Privacy and the working relationship. The European Supervisory Authority Guidelines

Privacy and the working relationship. The European Supervisory Authority Guidelines

By Damiana Lesce, Valeria De Lucia and Paola Lonigro

Under article n. 267 of June 15, 2017, of the Italian Personal Data Protection Authority rejected  the request of an employer, aimed at processing the  personal data  of employees in compliance with the terms of  a commercial contract, whereby the employer undertook to notify to its clients the name of its employees with criminal records.

May 2018 is getting closer and, since September, companies and public administrations will have to comply with the Privacy Policy.

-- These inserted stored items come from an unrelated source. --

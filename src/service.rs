//! Song service
//!
//! Front door for callers: validates forms, keeps the catalog ordering dense
//! through the transactional [`Database`] operations, and memoizes listings
//! until the next mutation.

use std::num::NonZeroUsize;
use std::sync::Arc;

use lru::LruCache;
use parking_lot::Mutex;

use crate::database::{Database, DbCategory, DbSong, Direction, SongFilter, SongForm};
use crate::error::{Error, Result};

/// Distinct filters remembered between mutations
const MAX_CACHED_LISTINGS: usize = 32;

struct ListingCache {
    /// Bumped on every mutation so a listing read before it is never stored
    generation: u64,
    entries: LruCache<SongFilter, Vec<DbSong>>,
}

impl ListingCache {
    fn new(capacity: usize) -> Self {
        Self {
            generation: 0,
            entries: LruCache::new(NonZeroUsize::new(capacity).unwrap_or(NonZeroUsize::MIN)),
        }
    }
}

pub struct SongService {
    db: Arc<Database>,
    listing_cache: Mutex<ListingCache>,
}

impl SongService {
    pub fn new(db: Arc<Database>) -> Self {
        Self {
            db,
            listing_cache: Mutex::new(ListingCache::new(MAX_CACHED_LISTINGS)),
        }
    }

    pub fn database(&self) -> &Arc<Database> {
        &self.db
    }

    /// Songs matching the filter, ascending by order, categories attached
    pub async fn list(&self, filter: SongFilter) -> Result<Vec<DbSong>> {
        let filter = filter.normalized();

        let generation = {
            let mut cache = self.listing_cache.lock();
            if let Some(songs) = cache.entries.get(&filter) {
                tracing::debug!("Listing cache hit for {:?}", filter);
                return Ok(songs.clone());
            }
            cache.generation
        };

        let songs = self.db.find_songs(&filter).await?;

        let mut cache = self.listing_cache.lock();
        if cache.generation == generation {
            cache.entries.put(filter, songs.clone());
        }
        Ok(songs)
    }

    pub async fn get(&self, id: i64) -> Result<DbSong> {
        self.db
            .find_song(id)
            .await?
            .ok_or_else(|| Error::song_not_found(id))
    }

    /// Create a song at the end of the catalog
    pub async fn add(&self, form: SongForm) -> Result<DbSong> {
        let form = form.validate()?;
        let song = self.db.insert_song(&form).await?;
        self.invalidate_listings();

        tracing::info!(
            "Added song {} '{}' at position {}",
            song.id,
            song.title,
            song.order
        );
        Ok(song)
    }

    /// Replace a song's editable fields; its order is preserved
    pub async fn update(&self, id: i64, form: SongForm) -> Result<DbSong> {
        let form = form.validate()?;
        let song = self.db.update_song(id, &form).await?;
        self.invalidate_listings();

        tracing::info!("Updated song {} '{}'", song.id, song.title);
        Ok(song)
    }

    /// Remove a song and re-seal the ordering; returns the pre-delete snapshot
    pub async fn delete(&self, id: i64) -> Result<DbSong> {
        let song = self.db.delete_song(id).await?;
        self.invalidate_listings();

        tracing::info!("Deleted song {} '{}'", song.id, song.title);
        Ok(song)
    }

    /// Swap a song with its neighbor. Returns false for a boundary no-op.
    pub async fn move_song(&self, id: i64, direction: Direction) -> Result<bool> {
        let moved = self.db.move_song(id, direction).await?;
        if moved {
            self.invalidate_listings();
            tracing::info!("Moved song {} {}", id, direction);
        }
        Ok(moved)
    }

    pub async fn categories(&self) -> Result<Vec<DbCategory>> {
        self.db.find_categories().await
    }

    pub async fn add_category(&self, name: &str) -> Result<DbCategory> {
        let name = name.trim();
        if name.is_empty() {
            return Err(Error::validation("name", "must not be empty"));
        }

        let category = self.db.insert_category(name).await?;
        tracing::info!("Added category {} '{}'", category.id, category.name);
        Ok(category)
    }

    fn invalidate_listings(&self) {
        let mut cache = self.listing_cache.lock();
        cache.generation = cache.generation.wrapping_add(1);
        if !cache.entries.is_empty() {
            tracing::debug!("Invalidating {} cached listings", cache.entries.len());
            cache.entries.clear();
        }
    }
}

#[cfg(test)]
mod tests {
    use super::*;

    async fn service() -> SongService {
        let db = Database::in_memory().await.unwrap();
        SongService::new(Arc::new(db))
    }

    fn orders(songs: &[DbSong]) -> Vec<(i64, i64)> {
        songs.iter().map(|s| (s.id, s.order)).collect()
    }

    #[tokio::test]
    async fn test_add_places_song_last() {
        let service = service().await;
        service.add(SongForm::new("First", "A")).await.unwrap();
        service.add(SongForm::new("Second", "B")).await.unwrap();
        let added = service.add(SongForm::new("Third", "C")).await.unwrap();

        let songs = service.list(SongFilter::default()).await.unwrap();
        assert_eq!(songs.last().map(|s| s.id), Some(added.id));
        assert_eq!(added.order, 2);
    }

    #[tokio::test]
    async fn test_add_rejects_missing_fields() {
        let service = service().await;
        let err = service.add(SongForm::new("", "A")).await.unwrap_err();
        assert!(matches!(err, Error::Validation { .. }));
        assert!(service.list(SongFilter::default()).await.unwrap().is_empty());
    }

    #[tokio::test]
    async fn test_update_keeps_order() {
        let service = service().await;
        let worship = service.add_category("Worship").await.unwrap();
        service.add(SongForm::new("Other", "X")).await.unwrap();
        let song = service.add(SongForm::new("Draft", "Someone")).await.unwrap();

        let updated = service
            .update(
                song.id,
                SongForm::new("Final", "Someone Else")
                    .with_category(worship.id)
                    .with_chord_url("https://chords.example/final"),
            )
            .await
            .unwrap();
        assert_eq!(updated.order, song.order);

        let listed = service.list(SongFilter::default()).await.unwrap();
        let listed = listed.iter().find(|s| s.id == song.id).unwrap();
        assert_eq!(listed.title, "Final");
        assert_eq!(listed.artist, "Someone Else");
        assert_eq!(listed.category, Some(worship));
        assert_eq!(listed.chord_url.as_deref(), Some("https://chords.example/final"));
        assert_eq!(listed.order, 1);
    }

    #[tokio::test]
    async fn test_update_unknown_song() {
        let service = service().await;
        let err = service
            .update(99, SongForm::new("T", "A"))
            .await
            .unwrap_err();
        assert!(matches!(err, Error::NotFound { entity: "Song", id: 99 }));
    }

    #[tokio::test]
    async fn test_list_filters() {
        let service = service().await;
        let hymns = service.add_category("Hymns").await.unwrap();
        let pop = service.add_category("Pop").await.unwrap();

        let amazing = service
            .add(SongForm::new("Amazing Grace", "John Newton").with_category(hymns.id))
            .await
            .unwrap();
        let grace = service
            .add(SongForm::new("Grace", "U2").with_category(pop.id))
            .await
            .unwrap();
        service
            .add(SongForm::new("Holy", "Justin Bieber"))
            .await
            .unwrap();

        let by_category = service
            .list(SongFilter::default().category(hymns.id))
            .await
            .unwrap();
        assert_eq!(orders(&by_category), vec![(amazing.id, 0)]);

        let by_search = service
            .list(SongFilter::default().search("Grace"))
            .await
            .unwrap();
        assert_eq!(
            by_search.iter().map(|s| s.id).collect::<Vec<_>>(),
            vec![amazing.id, grace.id]
        );

        // Case-sensitive
        let lower = service
            .list(SongFilter::default().search("grace"))
            .await
            .unwrap();
        assert!(lower.is_empty());

        // Artist match, combined with category
        let combined = service
            .list(SongFilter::default().category(pop.id).search("U2"))
            .await
            .unwrap();
        assert_eq!(orders(&combined), vec![(grace.id, 1)]);

        let none = service
            .list(SongFilter::default().category(hymns.id).search("U2"))
            .await
            .unwrap();
        assert!(none.is_empty());
    }

    #[tokio::test]
    async fn test_mutations_invalidate_listing_cache() {
        let service = service().await;
        let first = service.add(SongForm::new("One", "A")).await.unwrap();
        service.add(SongForm::new("Two", "B")).await.unwrap();

        let before = service.list(SongFilter::default()).await.unwrap();
        assert_eq!(before.len(), 2);

        service.move_song(first.id, Direction::Down).await.unwrap();
        let after_move = service.list(SongFilter::default()).await.unwrap();
        assert_eq!(after_move[1].id, first.id);

        service.delete(first.id).await.unwrap();
        let after_delete = service.list(SongFilter::default()).await.unwrap();
        assert_eq!(after_delete.len(), 1);
        assert_eq!(after_delete[0].order, 0);
    }

    #[tokio::test]
    async fn test_listing_cache_is_bounded() {
        let service = service().await;
        service.add(SongForm::new("Song 0", "A")).await.unwrap();

        for i in 0..MAX_CACHED_LISTINGS * 2 {
            let filter = SongFilter::default().search(format!("Song {i}"));
            service.list(filter).await.unwrap();
        }
        assert_eq!(service.listing_cache.lock().entries.len(), MAX_CACHED_LISTINGS);

        // The most recent filter is still served from the cache
        let last = SongFilter::default().search(format!("Song {}", MAX_CACHED_LISTINGS * 2 - 1));
        assert!(service.listing_cache.lock().entries.contains(&last));
        // The oldest one was evicted
        let first = SongFilter::default().search("Song 0");
        assert!(!service.listing_cache.lock().entries.contains(&first));
        assert_eq!(service.list(first).await.unwrap().len(), 1);
    }

    #[tokio::test]
    async fn test_boundary_moves_return_false() {
        let service = service().await;
        let only = service.add(SongForm::new("Solo", "A")).await.unwrap();
        assert!(!service.move_song(only.id, Direction::Up).await.unwrap());
        assert!(!service.move_song(only.id, Direction::Down).await.unwrap());
        assert_eq!(service.get(only.id).await.unwrap().order, 0);
    }

    #[tokio::test]
    async fn test_categories() {
        let service = service().await;
        assert!(matches!(
            service.add_category("  ").await,
            Err(Error::Validation { .. })
        ));
        service.add_category("Pop").await.unwrap();
        service.add_category(" Hymns ").await.unwrap();

        let names: Vec<_> = service
            .categories()
            .await
            .unwrap()
            .into_iter()
            .map(|c| c.name)
            .collect();
        assert_eq!(names, vec!["Hymns", "Pop"]);
    }
}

In this regard, we recommend the Opinion on Data Processing at Work 2 / 17- 8 June 2017 – Article 29 Data Protection Working Party of European  Data Protection Agencies summarizing the fundamental principles for the treatment of sensitive data:

RIGHT TO RESPECT PERSONAL LIFE, THE LIBERTY AND DIGNITY OF THE WORKER. Every worker has the right for his private life, freedom and dignity to be respected; every worker must be adequately informed about how to treat personal data in a clear, simple and exhaustive manner.

BALANCE BETWEEN CONTROL AND PURPOSE. Each treatment must be proportionate to the purpose pursued and the use of personal data as limited as possible. For example, geolocation tools can be used strictly for business purposes and the worker there must be possibility to disable the locator.

EMAIL AND INTERNET CONTROLS. It is legitimate to introduce tools and technologies to reduce the risks of computer attacks and the spread of confidential information, but you cannot spy on employees’ mail or their internet browsing.

SOCIAL NETWORK. Any consultation or monitoring of social networks should be limited to professional status, excluding the private lives of employees or candidates for recruitment.

PRIVATE SPACE OFFER ON COMPOUNDS AND CLOUD SERVICES. To encourage the correct use of corporate tools and policies while respecting the privacy of employees,  Data Protection Officer invite employers to dedicate, for example, WIFI connection areas and to define reserved spaces on computers and smartphones, cloud and e-mail, where documents can be stored or personal communications can be made which are not accessible to the employer except in absolutely exceptional cases.

WORKERS’ CONSENT IS NOT SUFFICIENT TO LEGITIMIZE TREATMENT. To be considered valid, consent to treatment, must be voluntary. Therefore, it will not be enough for companies and public entities to acquire employee consent for the processing of their data. Data Protection Officer suggest resorting to common normative or contractual arrangements in a balance-of-arms relationship with workers’ rights and freedoms. Apart from being voluntary, the consent must of course be informed. Once again then, corporate policies remain and will be important.